Iblis, il sindaco di Palagonia e la mafia Il Pm: «Fagone favorì il boss Di Dio»

«Avete avuto tempo per conversare. Ora sedetevi». Se c’è una cosa che fa arrabbiare Rosario Grasso, presidente della quarta sezione penale del tribunale di Catania, è il ritardo. Come quello di tre quarti d’ora con cui oggi, a Bicocca, è cominciata l’udienza del processo Iblis sui presunti intrecci tra mafia, politica e imprenditoria nel Catanese. Nemmeno i numerosi testimoni che si avvalgono della facoltà di non rispondere lo urtano così tanto. Quasi invece i testi reticenti, numerosi nell’appuntamento di oggi.

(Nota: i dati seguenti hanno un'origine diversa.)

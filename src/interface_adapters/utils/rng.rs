use std::sync::atomic::{AtomicU64, Ordering};
use std::sync::OnceLock;
use std::time::{SystemTime, UNIX_EPOCH};

/// Process-unique id for connections and players.
///
/// Seeded from the clock once, then incremented, so two sockets accepted in the same
/// instant still get distinct ids.
pub fn rand_id() -> u64 {
    static NEXT: OnceLock<AtomicU64> = OnceLock::new();
    NEXT.get_or_init(|| {
        let seed = SystemTime::now()
            .duration_since(UNIX_EPOCH)
            .map(|d| d.as_micros() as u64)
            .unwrap_or_default();
        AtomicU64::new(seed)
    })
    .fetch_add(1, Ordering::Relaxed)
}

#[cfg(test)]
mod tests {
    use super::*;

    #[test]
    fn when_ids_are_drawn_back_to_back_then_they_differ() {
        let a = rand_id();
        let b = rand_id();
        assert_ne!(a, b);
    }
}
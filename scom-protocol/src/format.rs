use std::fmt;
use std::str::FromStr;

use crate::error::{DecodeError, EncodeError, Error};

/// Wire formats of a property value, each with a fixed width.
#[derive(Debug, Clone, Copy, PartialEq, Eq, Hash)]
pub enum Format {
    Bool,
    Format,
    ShortInt,
    Enum,
    ShortEnum,
    LongEnum,
    Error,
    Int32,
    Float,
    Byte,
}

impl Format {
    pub const ALL: [Format; 10] = [
        Format::Bool,
        Format::Format,
        Format::ShortInt,
        Format::Enum,
        Format::ShortEnum,
        Format::LongEnum,
        Format::Error,
        Format::Int32,
        Format::Float,
        Format::Byte,
    ];

    /// Numeric tag used by the protocol documentation.
    pub fn id(self) -> u8 {
        match self {
            Format::Bool => 1,
            Format::Format => 2,
            Format::ShortInt => 3,
            Format::Enum => 4,
            Format::ShortEnum => 5,
            Format::LongEnum => 6,
            Format::Error => 7,
            Format::Int32 => 8,
            Format::Float => 9,
            Format::Byte => 10,
        }
    }

    pub fn from_id(id: u8) -> Option<Self> {
        Self::ALL.into_iter().find(|format| format.id() == id)
    }

    /// Number of bytes a value occupies on the wire.
    pub fn width(self) -> usize {
        match self {
            Format::Bool | Format::Byte => 1,
            Format::Format
            | Format::ShortInt
            | Format::Enum
            | Format::ShortEnum
            | Format::Error => 2,
            Format::LongEnum | Format::Int32 | Format::Float => 4,
        }
    }

    pub fn name(self) -> &'static str {
        match self {
            Format::Bool => "bool",
            Format::Format => "format",
            Format::ShortInt => "short int",
            Format::Enum => "enum",
            Format::ShortEnum => "short enum",
            Format::LongEnum => "long enum",
            Format::Error => "error",
            Format::Int32 => "int32",
            Format::Float => "float",
            Format::Byte => "byte",
        }
    }

    /// Serializes `value` least significant byte first.
    pub fn encode(self, value: Value) -> Result<Vec<u8>, EncodeError> {
        let bytes = match self {
            Format::Bool => match value {
                Value::Bool(b) => vec![b as u8],
                Value::Int(v @ 0..=1) => vec![v as u8],
                Value::Int(_) => return Err(EncodeError::OutOfRange { format: self, value }),
                Value::Float(_) => return Err(EncodeError::TypeMismatch { format: self, value }),
            },
            Format::Byte => vec![self.integer(value, 0, 0xFF)? as u8],
            Format::Format | Format::ShortInt => {
                let v = self.integer(value, i16::MIN.into(), i16::MAX.into())?;
                (v as i16).to_le_bytes().to_vec()
            }
            Format::Enum | Format::ShortEnum => {
                let v = self.single_bit(value, i16::MAX.into())?;
                (v as u16).to_le_bytes().to_vec()
            }
            Format::LongEnum => {
                let v = self.single_bit(value, i32::MAX.into())?;
                (v as u32).to_le_bytes().to_vec()
            }
            Format::Error => {
                let v = self.integer(value, 0, u16::MAX.into())?;
                (v as u16).to_le_bytes().to_vec()
            }
            Format::Int32 => {
                let v = self.integer(value, i32::MIN.into(), i32::MAX.into())?;
                (v as i32).to_le_bytes().to_vec()
            }
            Format::Float => match value {
                // the accepted range is the int32 range, not the f32 one
                Value::Float(f)
                    if (f64::from(i32::MIN)..=f64::from(i32::MAX)).contains(&f64::from(f)) =>
                {
                    f.to_le_bytes().to_vec()
                }
                Value::Float(_) => return Err(EncodeError::OutOfRange { format: self, value }),
                _ => return Err(EncodeError::TypeMismatch { format: self, value }),
            },
        };
        Ok(bytes)
    }

    /// Inverse of [`Format::encode`]; `bytes` must be exactly [`Format::width`] long.
    pub fn decode(self, bytes: &[u8]) -> Result<Value, DecodeError> {
        self.check_width(bytes)?;

        let value = match self {
            Format::Bool => match bytes[0] {
                0 => Value::Bool(false),
                1 => Value::Bool(true),
                raw => return Err(self.invalid(raw.into())),
            },
            Format::Byte => Value::Int(bytes[0].into()),
            Format::Error => Value::Int(u16::from_le_bytes([bytes[0], bytes[1]]).into()),
            Format::Format | Format::ShortInt => {
                Value::Int(i16::from_le_bytes([bytes[0], bytes[1]]).into())
            }
            Format::Enum | Format::ShortEnum => {
                let raw = u16::from_le_bytes([bytes[0], bytes[1]]);
                if raw & 0x8000 != 0 {
                    return Err(self.invalid(raw.into()));
                }
                Value::Int(raw.into())
            }
            Format::LongEnum => {
                let raw = u32::from_le_bytes([bytes[0], bytes[1], bytes[2], bytes[3]]);
                if raw & 0x8000_0000 != 0 {
                    return Err(self.invalid(raw));
                }
                Value::Int(raw.into())
            }
            Format::Int32 => {
                Value::Int(i32::from_le_bytes([bytes[0], bytes[1], bytes[2], bytes[3]]).into())
            }
            Format::Float => {
                Value::Float(f32::from_le_bytes([bytes[0], bytes[1], bytes[2], bytes[3]]))
            }
        };
        Ok(value)
    }

    pub(crate) fn check_width(self, bytes: &[u8]) -> Result<(), DecodeError> {
        if bytes.len() != self.width() {
            return Err(DecodeError::Length {
                format: self,
                expected: self.width(),
                actual: bytes.len(),
            });
        }
        Ok(())
    }

    fn invalid(self, raw: u32) -> DecodeError {
        DecodeError::InvalidValue { format: self, raw }
    }

    fn integer(self, value: Value, min: i64, max: i64) -> Result<i64, EncodeError> {
        let v = match value {
            Value::Bool(b) => b.into(),
            Value::Int(v) => v,
            Value::Float(_) => return Err(EncodeError::TypeMismatch { format: self, value }),
        };
        if !(min..=max).contains(&v) {
            return Err(EncodeError::OutOfRange { format: self, value });
        }
        Ok(v)
    }

    fn single_bit(self, value: Value, max: i64) -> Result<i64, EncodeError> {
        let v = self.integer(value, 0, max)?;
        if v.count_ones() > 1 {
            return Err(EncodeError::MultipleBitsSet {
                format: self,
                value: v,
            });
        }
        Ok(v)
    }
}

impl TryFrom<u8> for Format {
    type Error = Error;

    fn try_from(id: u8) -> Result<Self, Error> {
        Format::from_id(id).ok_or(Error::UnsupportedFormat(id))
    }
}

impl fmt::Display for Format {
    fn fmt(&self, f: &mut fmt::Formatter<'_>) -> fmt::Result {
        f.write_str(self.name())
    }
}

/// A typed property value.
#[derive(Debug, Clone, Copy, PartialEq)]
pub enum Value {
    Bool(bool),
    Int(i64),
    Float(f32),
}

impl fmt::Display for Value {
    fn fmt(&self, f: &mut fmt::Formatter<'_>) -> fmt::Result {
        match self {
            Value::Bool(b) => write!(f, "{}", b),
            Value::Int(v) => write!(f, "{}", v),
            Value::Float(v) => write!(f, "{:?}", v),
        }
    }
}

impl From<bool> for Value {
    fn from(b: bool) -> Self {
        Value::Bool(b)
    }
}

impl From<i64> for Value {
    fn from(v: i64) -> Self {
        Value::Int(v)
    }
}

impl From<i32> for Value {
    fn from(v: i32) -> Self {
        Value::Int(v.into())
    }
}

impl From<f32> for Value {
    fn from(v: f32) -> Self {
        Value::Float(v)
    }
}

#[derive(Debug, Clone, PartialEq, Eq, thiserror::Error)]
#[error("cannot parse {0:?} as a bool, integer or float value")]
pub struct ParseValueError(String);

/// Parses `true`/`false`, integers, and anything containing a `.` or
/// exponent as a float.
impl FromStr for Value {
    type Err = ParseValueError;

    fn from_str(s: &str) -> Result<Self, Self::Err> {
        let s = s.trim();
        match s {
            "true" => return Ok(Value::Bool(true)),
            "false" => return Ok(Value::Bool(false)),
            _ => {}
        }
        if let Ok(v) = s.parse::<i64>() {
            return Ok(Value::Int(v));
        }
        s.parse::<f32>()
            .map(Value::Float)
            .map_err(|_| ParseValueError(s.to_owned()))
    }
}

#[cfg(test)]
mod tests {
    use super::*;

    fn assert_round_trip(format: Format, value: Value) {
        let bytes = format.encode(value).unwrap();
        assert_eq!(bytes.len(), format.width(), "{} {}", format, value);
        assert_eq!(format.decode(&bytes).unwrap(), value, "{} {}", format, value);
    }

    #[test]
    fn test_float_wire_order() {
        assert_eq!(Format::Float.encode(Value::Float(12.0)).unwrap(), b"\x00\x00\x40\x41");
        assert_eq!(Format::Float.decode(b"\x00\x00\x72\x43").unwrap(), Value::Float(242.0));
    }

    #[test]
    fn test_boundaries_round_trip() {
        assert_round_trip(Format::Bool, Value::Bool(false));
        assert_round_trip(Format::Bool, Value::Bool(true));
        assert_round_trip(Format::Byte, Value::Int(0));
        assert_round_trip(Format::Byte, Value::Int(255));
        for format in [Format::Format, Format::ShortInt] {
            assert_round_trip(format, Value::Int(-32768));
            assert_round_trip(format, Value::Int(-1));
            assert_round_trip(format, Value::Int(32767));
        }
        for format in [Format::Enum, Format::ShortEnum] {
            assert_round_trip(format, Value::Int(0));
            assert_round_trip(format, Value::Int(1));
            assert_round_trip(format, Value::Int(16384));
        }
        assert_round_trip(Format::LongEnum, Value::Int(0));
        assert_round_trip(Format::LongEnum, Value::Int(1 << 30));
        assert_round_trip(Format::Error, Value::Int(0));
        assert_round_trip(Format::Error, Value::Int(65535));
        assert_round_trip(Format::Int32, Value::Int(i32::MIN.into()));
        assert_round_trip(Format::Int32, Value::Int(i32::MAX.into()));
        assert_round_trip(Format::Float, Value::Float(-48.5));
        assert_round_trip(Format::Float, Value::Float(0.1));
    }

    #[test]
    fn test_negative_wire_values() {
        assert_eq!(Format::ShortInt.encode(Value::Int(-2)).unwrap(), b"\xFE\xFF");
        assert_eq!(Format::Int32.encode(Value::Int(-2)).unwrap(), b"\xFE\xFF\xFF\xFF");
        assert_eq!(Format::Format.decode(b"\x00\x80").unwrap(), Value::Int(-32768));
    }

    #[test]
    fn test_out_of_range() {
        let cases = [
            (Format::Bool, Value::Int(2)),
            (Format::Byte, Value::Int(256)),
            (Format::Byte, Value::Int(-1)),
            (Format::ShortInt, Value::Int(32768)),
            (Format::Format, Value::Int(-32769)),
            (Format::Enum, Value::Int(32768)),
            (Format::ShortEnum, Value::Int(-1)),
            (Format::LongEnum, Value::Int(1 << 31)),
            (Format::Error, Value::Int(65536)),
            (Format::Int32, Value::Int(i64::from(i32::MAX) + 1)),
            (Format::Float, Value::Float(3.0e9)),
            (Format::Float, Value::Float(f32::NAN)),
        ];
        for (format, value) in cases {
            assert!(
                matches!(format.encode(value), Err(EncodeError::OutOfRange { .. })),
                "{} {}",
                format,
                value
            );
        }
    }

    #[test]
    fn test_enum_single_bit() {
        for format in [Format::Enum, Format::ShortEnum] {
            for bit in 0..15 {
                assert_round_trip(format, Value::Int(1 << bit));
            }
        }
        for bit in 0..31 {
            assert_round_trip(Format::LongEnum, Value::Int(1 << bit));
        }

        for format in [Format::Enum, Format::ShortEnum, Format::LongEnum] {
            for value in [3, 5, 6, 0x4001] {
                assert_eq!(
                    format.encode(Value::Int(value)),
                    Err(EncodeError::MultipleBitsSet { format, value })
                );
            }
        }
        assert!(Format::Error.encode(Value::Int(3)).is_ok());
    }

    #[test]
    fn test_type_mismatch() {
        assert!(matches!(
            Format::Float.encode(Value::Int(12)),
            Err(EncodeError::TypeMismatch { .. })
        ));
        assert!(matches!(
            Format::Int32.encode(Value::Float(1.0)),
            Err(EncodeError::TypeMismatch { .. })
        ));
        assert_eq!(Format::Byte.encode(Value::Bool(true)).unwrap(), b"\x01");
    }

    #[test]
    fn test_decode_wrong_width() {
        for format in Format::ALL {
            let bytes = vec![0; format.width() + 1];
            assert_eq!(
                format.decode(&bytes),
                Err(DecodeError::Length {
                    format,
                    expected: format.width(),
                    actual: format.width() + 1,
                })
            );
            assert!(format.decode(&bytes[..format.width() - 1]).is_err());
        }
    }

    #[test]
    fn test_decode_invalid() {
        assert!(Format::Bool.decode(b"\x02").is_err());
        assert!(Format::Enum.decode(b"\x00\x80").is_err());
        assert!(Format::ShortEnum.decode(b"\xFF\xFF").is_err());
        assert!(Format::LongEnum.decode(b"\x00\x00\x00\x80").is_err());
        // enums are not checked for a single bit on the way in
        assert_eq!(Format::ShortEnum.decode(b"\x03\x00").unwrap(), Value::Int(3));
    }

    #[test]
    fn test_format_ids() {
        for format in Format::ALL {
            assert_eq!(Format::try_from(format.id()), Ok(format));
        }
        assert_eq!(Format::try_from(0), Err(Error::UnsupportedFormat(0)));
        assert_eq!(Format::try_from(11), Err(Error::UnsupportedFormat(11)));
    }

    #[test]
    fn test_parse_value() {
        assert_eq!("true".parse::<Value>().unwrap(), Value::Bool(true));
        assert_eq!("-12".parse::<Value>().unwrap(), Value::Int(-12));
        assert_eq!("12.5".parse::<Value>().unwrap(), Value::Float(12.5));
        assert!("twelve".parse::<Value>().is_err());
    }
}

L’udienza si apre con la chiamata al banco de testimoni di Girolamo e Michele Riccardo Marsiglione: imputati in un procedimento connesso, sono stati condannati a otto anni per associazione mafiosa in primo grado nel filone di Iblis che si è svolto con il rito abbreviato. «Vuole rispondere?», chiede il presidente a Girolamo Marsiglione. «No, no, no», ripete tre volte a scanso di equivoci. Ad avvalersi del silenzio è anche Michele Castiglione, così come tutti gli altri imputati del filone parallelo finora chiamati a testimoniare. La situazione non migliora con l’ingegnere gelese Emilio Brunetti. Che, solo dopo aver risposto alle prime domande – tra la confusione del pubblico ministero Agata Santonocito e le risatine degli avvocati della difesa – si scopre essere stato scambiato per un parente omonimo. Il vero Emilio Brunetti, testimone da citare nel processo, sarà sentito alla prossima udienza.

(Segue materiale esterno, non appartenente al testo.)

use tracing::{debug, trace};

use crate::utils::calculate_checksum;
use crate::{
    directory, EncodeError, Error, Format, Frame, FrameError, FrameFlags, ObjectId, ObjectType,
    PropertyId, Response, ValidatedFrame, Value, FRAME_OVERHEAD, HEADER_LEN, SERVICE_READ,
    SERVICE_WRITE, START_BYTE,
};

/// Builds request frames and decodes response frames for one source and
/// destination address pair.
#[derive(Debug, Clone, PartialEq, Eq)]
pub struct Scom {
    source: u32,
    destination: u32,
    verify_checksums: bool,
}

impl Default for Scom {
    fn default() -> Self {
        Self {
            source: 1,
            destination: 101,
            verify_checksums: true,
        }
    }
}

fn is_valid_destination(destination: u32) -> bool {
    matches!(
        destination,
        0 | 401 | 501 | 601 | 100..=109 | 191..=193 | 300..=315 | 700..=715
    )
}

impl Scom {
    pub fn new(source: u32, destination: u32, verify_checksums: bool) -> Result<Self, Error> {
        if !(1..=99).contains(&source) {
            return Err(crate::ConfigError::SourceOutOfRange(source).into());
        }
        if !is_valid_destination(destination) {
            return Err(crate::ConfigError::DestinationOutOfRange(destination).into());
        }
        Ok(Self {
            source,
            destination,
            verify_checksums,
        })
    }

    pub fn source(&self) -> u32 {
        self.source
    }

    pub fn destination(&self) -> u32 {
        self.destination
    }

    pub fn verifies_checksums(&self) -> bool {
        self.verify_checksums
    }

    fn request(
        &self,
        service: u8,
        object_type: ObjectType,
        object_id: ObjectId,
        property_id: PropertyId,
        value: &[u8],
    ) -> Result<Vec<u8>, Error> {
        // both fields are signed on the wire
        if i32::try_from(object_id).is_err() {
            return Err(EncodeError::OutOfRange {
                format: Format::Int32,
                value: Value::Int(object_id.into()),
            }
            .into());
        }
        if i16::try_from(property_id.0).is_err() {
            return Err(EncodeError::OutOfRange {
                format: Format::ShortInt,
                value: Value::Int(property_id.0.into()),
            }
            .into());
        }

        let frame = Frame {
            flags: 0x00,
            source: self.source,
            destination: self.destination,
            data_flags: 0x00,
            service,
            object_type: object_type.id(),
            object_id,
            property_id: property_id.0,
            value,
        };
        let bytes = frame.to_bytes();
        trace!("Built request frame {:02X?}", bytes);

        Ok(bytes)
    }

    pub fn read_frame_ext(
        &self,
        object_type: ObjectType,
        object_id: ObjectId,
        property_id: PropertyId,
    ) -> Result<Vec<u8>, Error> {
        self.request(SERVICE_READ, object_type, object_id, property_id, &[])
    }

    pub fn write_frame_ext(
        &self,
        object_type: ObjectType,
        object_id: ObjectId,
        property_id: PropertyId,
        value: Value,
        format: Format,
    ) -> Result<Vec<u8>, Error> {
        let value = format.encode(value)?;
        self.request(SERVICE_WRITE, object_type, object_id, property_id, &value)
    }

    /// Read request for an object known to the directory.
    pub fn read_frame(&self, object_id: ObjectId) -> Result<Vec<u8>, Error> {
        let entry = directory::lookup(object_id)?;
        self.read_frame_ext(entry.object_type, object_id, entry.property_id)
    }

    /// Write request for a parameter known to the directory. Other object
    /// types are reported as unknown.
    pub fn write_frame(&self, object_id: ObjectId, value: Value) -> Result<Vec<u8>, Error> {
        let entry = directory::lookup(object_id)?;
        if entry.object_type != ObjectType::Parameter {
            debug!("Refusing to write {:?} object {}", entry.object_type, object_id);
            return Err(Error::UnknownObject(object_id));
        }
        self.write_frame_ext(
            entry.object_type,
            object_id,
            entry.property_id,
            value,
            entry.format,
        )
    }

    /// Checks framing, declared length and, when enabled, both checksums.
    pub fn validate<'a>(&self, bytes: &'a [u8]) -> Result<ValidatedFrame<'a>, FrameError> {
        match self.check(bytes) {
            Ok(()) => Ok(ValidatedFrame::new(bytes)),
            Err(err) => {
                debug!("Rejected frame {:02X?}: {}", bytes, err);
                Err(err)
            }
        }
    }

    fn check(&self, bytes: &[u8]) -> Result<(), FrameError> {
        match bytes.first() {
            Some(&START_BYTE) => {}
            Some(_) => return Err(FrameError::Malformed),
            None => return Err(FrameError::Incomplete),
        }
        if bytes.len() < HEADER_LEN {
            return Err(FrameError::Incomplete);
        }

        if self.verify_checksums {
            let expected = calculate_checksum(&bytes[1..12]);
            let actual = [bytes[12], bytes[13]];
            if expected != actual {
                return Err(FrameError::HeaderChecksum { expected, actual });
            }
        }

        let declared = i16::from_le_bytes([bytes[10], bytes[11]]);
        if i64::from(declared) + FRAME_OVERHEAD as i64 != bytes.len() as i64 {
            return Err(FrameError::Incomplete);
        }

        if self.verify_checksums {
            let split = bytes.len() - 2;
            let data = bytes.get(HEADER_LEN..split).ok_or(FrameError::Incomplete)?;
            let expected = calculate_checksum(data);
            let actual = [bytes[split], bytes[split + 1]];
            if expected != actual {
                return Err(FrameError::DataChecksum { expected, actual });
            }
        }

        match bytes.get(HEADER_LEN) {
            None => Err(FrameError::Incomplete),
            Some(0) => Err(FrameError::NotAResponse),
            Some(_) => Ok(()),
        }
    }

    /// Validates `bytes` and decodes the response with an explicit format.
    pub fn decode_response_ext(&self, bytes: &[u8], format: Format) -> Result<Response, Error> {
        let frame = self.validate(bytes)?;
        let response = frame.decode(format)?;
        trace!("Decoded response {:?}", response);
        Ok(response)
    }

    /// Validates `bytes` and decodes the response using the directory entry of
    /// the object id embedded in the frame.
    pub fn decode_response(&self, bytes: &[u8]) -> Result<Response, Error> {
        let frame = self.validate(bytes)?;
        let entry = directory::lookup(frame.object_id()?)?;
        let response = frame.decode(entry.format)?;
        trace!("Decoded response {:?} for {}", response, entry.name);
        Ok(response)
    }

    pub fn frame_flags_binary(&self, bytes: &[u8]) -> Result<String, FrameError> {
        Ok(self.validate(bytes)?.flags().to_binary())
    }

    pub fn frame_flags_text(&self, bytes: &[u8]) -> Result<[&'static str; 6], FrameError> {
        Ok(self.frame_flags(bytes)?.describe())
    }

    pub fn frame_flags(&self, bytes: &[u8]) -> Result<FrameFlags, FrameError> {
        Ok(self.validate(bytes)?.flags())
    }
}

Al banco vengono poi chiamate due donne, madre e figlia. La prima è Angela Naselli, ex moglie – separata dal 2000 – di Francesco Conti. Figlio di Calogero, detto Zu Liddu, considerato lo storico boss di Cosa Nostra nel territorio di Ramacca. Le domande del pm Santonocito riguardano tutte un passato rapporto di lavoro della figlia di Naselli, Sara Conti. Per un periodo, prima di sposarsi, amministratore di una società che si occupava di sostegno ai minori disagiati a Palagonia, con un canone annuo versato dal Comune allora retto dall’ex sindaco Fausto Fagone, ex deputato regionale Pid e imputato in Iblis per concorso esterno in associazione mafiosa. Per circa un mese, la società ha avuto sede in un locale dato in concessione dalla stessa amministrazione. Un’attività che, secondo i magistrati, sarebbe stata favorita dalla vicinanza di Fagone con gli ambienti malavitosi e, soprattutto, dalla raccomandazione di Rosario Di Dio, anche lui imputato per mafia nello stesso processo e considerato dai magistrati il nuovo boss di Ramacca fino al suo arresto.

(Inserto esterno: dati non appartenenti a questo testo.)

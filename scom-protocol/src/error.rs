use crate::{Format, ObjectId, Value};

/// Rejected codec configuration.
#[derive(Debug, Clone, PartialEq, Eq, thiserror::Error)]
pub enum ConfigError {
    #[error("source address {0} is out of range (1..=99)")]
    SourceOutOfRange(u32),

    #[error("destination address {0} is out of range")]
    DestinationOutOfRange(u32),
}

/// A value that cannot be represented in the requested wire format.
#[derive(Debug, Clone, PartialEq, thiserror::Error)]
pub enum EncodeError {
    #[error("value {value} is out of range for format {format}")]
    OutOfRange { format: Format, value: Value },

    #[error("value {value} has more than one bit set, which format {format} does not allow")]
    MultipleBitsSet { format: Format, value: i64 },

    #[error("value {value} has the wrong type for format {format}")]
    TypeMismatch { format: Format, value: Value },
}

/// Bytes that do not hold a valid value of the requested wire format.
#[derive(Debug, Clone, PartialEq, Eq, thiserror::Error)]
pub enum DecodeError {
    #[error("format {format} needs {expected} bytes, got {actual}")]
    Length {
        format: Format,
        expected: usize,
        actual: usize,
    },

    #[error("raw value {raw:#x} is not valid for format {format}")]
    InvalidValue { format: Format, raw: u32 },
}

/// Framing faults found while validating an inbound frame.
#[derive(Debug, Clone, PartialEq, Eq, thiserror::Error)]
pub enum FrameError {
    #[error("malformed frame: missing start byte 0xAA")]
    Malformed,

    #[error("incomplete frame")]
    Incomplete,

    #[error("header checksum mismatch: expected {expected:02X?}, got {actual:02X?}")]
    HeaderChecksum { expected: [u8; 2], actual: [u8; 2] },

    #[error("data checksum mismatch: expected {expected:02X?}, got {actual:02X?}")]
    DataChecksum { expected: [u8; 2], actual: [u8; 2] },

    #[error("not a response frame")]
    NotAResponse,
}

#[derive(Debug, Clone, PartialEq, thiserror::Error)]
pub enum Error {
    #[error(transparent)]
    Config(#[from] ConfigError),

    #[error(transparent)]
    Encode(#[from] EncodeError),

    #[error(transparent)]
    Decode(#[from] DecodeError),

    #[error(transparent)]
    Frame(#[from] FrameError),

    #[error("unknown object id {0}")]
    UnknownObject(ObjectId),

    #[error("format {0} is not supported")]
    UnsupportedFormat(u8),
}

A madre e figlia viene chiesto dei propri rapporti con Di Dio. E in aula c’è solo silenzio. «Lo conosce? Non è reato», deve ripetere Santonocito più volte a entrambe. «Io mi avv…», tenta di dire Angela Naselli. «Lei non può avvalersi di niente», così il pm blocca sul nascere la volontà della testimone di non rispondere. «Mah… Sì, ci conosciamo». «Da quanto tempo? Dieci, cinque, un anno?», incalza il pubblico ministero. «Un anno…». «Un anno?!». «Nooo». A rispondere in modo netto al posto della signora Naselli c’è una intercettazione, effettuata dagli investigatori nel distributore di benzina Agip gestito da Di Dio, dove il presunto boss dice alla madre: «Hanno cercato di scoprire perché tua figlia ha avuto questo incarico. Ci rissi, fici male?, ca è figghia di ‘n cumpari miu». «Se la ricorda questa conversazione?», insiste il magistrato. «No», risponde calma la signora. «Devo ricordarle che lei può essere accusata di falsa testimonianza – interviene il presidente – Perché è reticente».

Niente di più si riesce a cavare dai racconti della diretta interessata, la figlia Sara. Tra risposte a gesti e monosillabi emessi in un filo di voce, conferma la versione della madre: poco ricorda, Di Dio lo conosceva come chiunque altro e Fagone allo stesso modo. Sa dire solo che prima lavorava e oggi, che è sposata e ha due figli, non più. «Il servizio di sostegno ai bambini disagiati è stato interrotto perché il Comune di Palagonia non aveva più i fondi», conclude.